§ The task
Please give the records below back in full, exactly as shown.
═════ Extracted records ═════
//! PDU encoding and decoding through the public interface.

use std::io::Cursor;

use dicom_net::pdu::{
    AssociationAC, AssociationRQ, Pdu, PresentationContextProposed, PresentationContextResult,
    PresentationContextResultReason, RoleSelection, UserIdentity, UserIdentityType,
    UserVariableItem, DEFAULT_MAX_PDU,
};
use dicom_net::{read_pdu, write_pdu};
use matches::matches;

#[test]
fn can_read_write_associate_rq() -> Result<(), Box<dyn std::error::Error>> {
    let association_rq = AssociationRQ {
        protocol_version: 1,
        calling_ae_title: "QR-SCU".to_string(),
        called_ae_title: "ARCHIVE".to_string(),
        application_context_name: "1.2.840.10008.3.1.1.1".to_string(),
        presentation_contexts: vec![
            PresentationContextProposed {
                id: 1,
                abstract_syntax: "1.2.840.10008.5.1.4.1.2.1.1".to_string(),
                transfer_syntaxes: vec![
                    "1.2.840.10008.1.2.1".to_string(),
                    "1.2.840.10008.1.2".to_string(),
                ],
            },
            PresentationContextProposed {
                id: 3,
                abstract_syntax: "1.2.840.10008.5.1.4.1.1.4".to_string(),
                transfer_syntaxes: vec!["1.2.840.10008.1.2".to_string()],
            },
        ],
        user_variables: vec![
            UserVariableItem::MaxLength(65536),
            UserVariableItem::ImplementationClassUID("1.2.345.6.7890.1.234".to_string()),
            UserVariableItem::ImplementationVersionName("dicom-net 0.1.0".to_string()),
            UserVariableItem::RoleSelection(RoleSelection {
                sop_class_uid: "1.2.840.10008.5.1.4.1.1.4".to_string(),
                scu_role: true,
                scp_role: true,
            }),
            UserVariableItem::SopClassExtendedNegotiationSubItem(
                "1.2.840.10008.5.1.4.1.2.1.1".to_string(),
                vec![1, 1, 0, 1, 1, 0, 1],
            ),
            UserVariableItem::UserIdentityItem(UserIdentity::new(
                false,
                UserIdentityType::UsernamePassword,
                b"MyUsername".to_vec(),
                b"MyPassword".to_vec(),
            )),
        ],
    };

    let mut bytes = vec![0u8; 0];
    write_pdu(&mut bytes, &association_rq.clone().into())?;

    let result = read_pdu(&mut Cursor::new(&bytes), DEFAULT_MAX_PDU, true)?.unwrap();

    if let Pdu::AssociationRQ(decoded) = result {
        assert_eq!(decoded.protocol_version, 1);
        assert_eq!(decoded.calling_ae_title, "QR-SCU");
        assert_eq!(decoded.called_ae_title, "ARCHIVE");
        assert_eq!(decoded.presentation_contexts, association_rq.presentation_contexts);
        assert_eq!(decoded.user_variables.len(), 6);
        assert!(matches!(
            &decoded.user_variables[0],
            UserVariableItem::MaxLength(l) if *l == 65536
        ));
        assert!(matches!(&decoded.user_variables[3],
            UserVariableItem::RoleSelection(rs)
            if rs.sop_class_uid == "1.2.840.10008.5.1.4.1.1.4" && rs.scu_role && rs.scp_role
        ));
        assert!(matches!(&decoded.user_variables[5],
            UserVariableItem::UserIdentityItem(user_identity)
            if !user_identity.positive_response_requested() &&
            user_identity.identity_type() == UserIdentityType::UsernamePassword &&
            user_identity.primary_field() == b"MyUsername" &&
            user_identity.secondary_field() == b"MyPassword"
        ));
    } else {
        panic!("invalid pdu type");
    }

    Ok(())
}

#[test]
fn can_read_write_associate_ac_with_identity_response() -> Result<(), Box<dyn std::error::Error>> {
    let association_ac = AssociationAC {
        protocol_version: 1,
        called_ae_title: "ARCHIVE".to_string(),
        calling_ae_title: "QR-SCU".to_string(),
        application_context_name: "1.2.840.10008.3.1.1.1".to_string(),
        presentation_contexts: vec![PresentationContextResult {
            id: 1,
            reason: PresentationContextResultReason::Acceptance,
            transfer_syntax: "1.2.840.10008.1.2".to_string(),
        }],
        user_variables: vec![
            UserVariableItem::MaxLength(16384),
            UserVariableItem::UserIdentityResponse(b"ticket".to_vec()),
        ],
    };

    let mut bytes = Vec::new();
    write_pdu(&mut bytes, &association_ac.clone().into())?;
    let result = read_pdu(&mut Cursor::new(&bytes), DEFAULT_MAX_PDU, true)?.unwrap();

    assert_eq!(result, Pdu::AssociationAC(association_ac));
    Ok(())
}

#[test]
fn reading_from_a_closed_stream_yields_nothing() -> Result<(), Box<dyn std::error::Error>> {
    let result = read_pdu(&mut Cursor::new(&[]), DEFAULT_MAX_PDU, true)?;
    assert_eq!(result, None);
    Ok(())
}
═════
§ Response area
//! PDU encoding and decoding through the public interface.

use std::io::Cursor;

use dicom_net::pdu::{
    AssociationAC, AssociationRQ, Pdu, PresentationContextProposed, PresentationContextResult,
    PresentationContextResultReason, RoleSelection, UserIdentity, UserIdentityType,
    UserVariableItem, DEFAULT_MAX_PDU,
};
use dicom_net::{read_pdu, write_pdu};
use matches::matches;

#[test]
fn can_read_write_associate_rq() -> Result<(), Box<dyn std::error::Error>> {
    let association_rq = AssociationRQ {
        protocol_version: 1,
        calling_ae_title: "QR-SCU".to_string(),
        called_ae_title: "ARCHIVE".to_string(),
        application_context_name: "1.2.840.10008.3.1.1.1".to_string(),
        presentation_contexts: vec![
            PresentationContextProposed {
                id: 1,
                abstract_syntax: "1.2.840.10008.5.1.4.1.2.1.1".to_string(),
                transfer_syntaxes: vec![
                    "1.2.840.10008.1.2.1".to_string(),
                    "1.2.840.10008.1.2".to_string(),
                ],
            },
            PresentationContextProposed {
                id: 3,
                abstract_syntax: "1.2.840.10008.5.1.4.1.1.4".to_string(),
                transfer_syntaxes: vec!["1.2.840.10008.1.2".to_string()],
            },
        ],
        user_variables: vec![
            UserVariableItem::MaxLength(65536),
            UserVariableItem::ImplementationClassUID("1.2.345.6.7890.1.234".to_string()),
            UserVariableItem::ImplementationVersionName("dicom-net 0.1.0".to_string()),
            UserVariableItem::RoleSelection(RoleSelection {
                sop_class_uid: "1.2.840.10008.5.1.4.1.1.4".to_string(),
                scu_role: true,
                scp_role: true,
            }),
            UserVariableItem::SopClassExtendedNegotiationSubItem(
                "1.2.840.10008.5.1.4.1.2.1.1".to_string(),
                vec![1, 1, 0, 1, 1, 0, 1],
            ),
            UserVariableItem::UserIdentityItem(UserIdentity::new(
                false,
                UserIdentityType::UsernamePassword,
                b"MyUsername".to_vec(),
                b"MyPassword".to_vec(),
            )),
        ],
    };

    let mut bytes = vec![0u8; 0];
    write_pdu(&mut bytes, &association_rq.clone().into())?;

    let result = read_pdu(&mut Cursor::new(&bytes), DEFAULT_MAX_PDU, true)?.unwrap();

    if let Pdu::AssociationRQ(decoded) = result {
        assert_eq!(decoded.protocol_version, 1);
        assert_eq!(decoded.calling_ae_title, "QR-SCU");
        assert_eq!(decoded.called_ae_title, "ARCHIVE");
        assert_eq!(decoded.presentation_contexts, association_rq.presentation_contexts);
        assert_eq!(decoded.user_variables.len(), 6);
        assert!(matches!(
            &decoded.user_variables[0],
            UserVariableItem::MaxLength(l) if *l == 65536
        ));
        assert!(matches!(&decoded.user_variables[3],
            UserVariableItem::RoleSelection(rs)
            if rs.sop_class_uid == "1.2.840.10008.5.1.4.1.1.4" && rs.scu_role && rs.scp_role
        ));
        assert!(matches!(&decoded.user_variables[5],
            UserVariableItem::UserIdentityItem(user_identity)
            if !user_identity.positive_response_requested() &&
            user_identity.identity_type() == UserIdentityType::UsernamePassword &&
            user_identity.primary_field() == b"MyUsername" &&
            user_identity.secondary_field() == b"MyPassword"
        ));
    } else {
        panic!("invalid pdu type");
    }

    Ok(())
}

#[test]
fn can_read_write_associate_ac_with_identity_response() -> Result<(), Box<dyn std::error::Error>> {
    let association_ac = AssociationAC {
        protocol_version: 1,
        called_ae_title: "ARCHIVE".to_string(),
        calling_ae_title: "QR-SCU".to_string(),
        application_context_name: "1.2.840.10008.3.1.1.1".to_string(),
        presentation_contexts: vec![PresentationContextResult {
            id: 1,
            reason: PresentationContextResultReason::Acceptance,
            transfer_syntax: "1.2.840.10008.1.2".to_string(),
        }],
        user_variables: vec![
            UserVariableItem::MaxLength(16384),
            UserVariableItem::UserIdentityResponse(b"ticket".to_vec()),
        ],
    };

    let mut bytes = Vec::new();
    write_pdu(&mut bytes, &association_ac.clone().into())?;
    let result = read_pdu(&mut Cursor::new(&bytes), DEFAULT_MAX_PDU, true)?.unwrap();

    assert_eq!(result, Pdu::AssociationAC(association_ac));
    Ok(())
}

#[test]
fn reading_from_a_closed_stream_yields_nothing() -> Result<(), Box<dyn std::error::Error>> {
    let result = read_pdu(&mut Cursor::new(&[]), DEFAULT_MAX_PDU, true)?;
    assert_eq!(result, None);
    Ok(())
}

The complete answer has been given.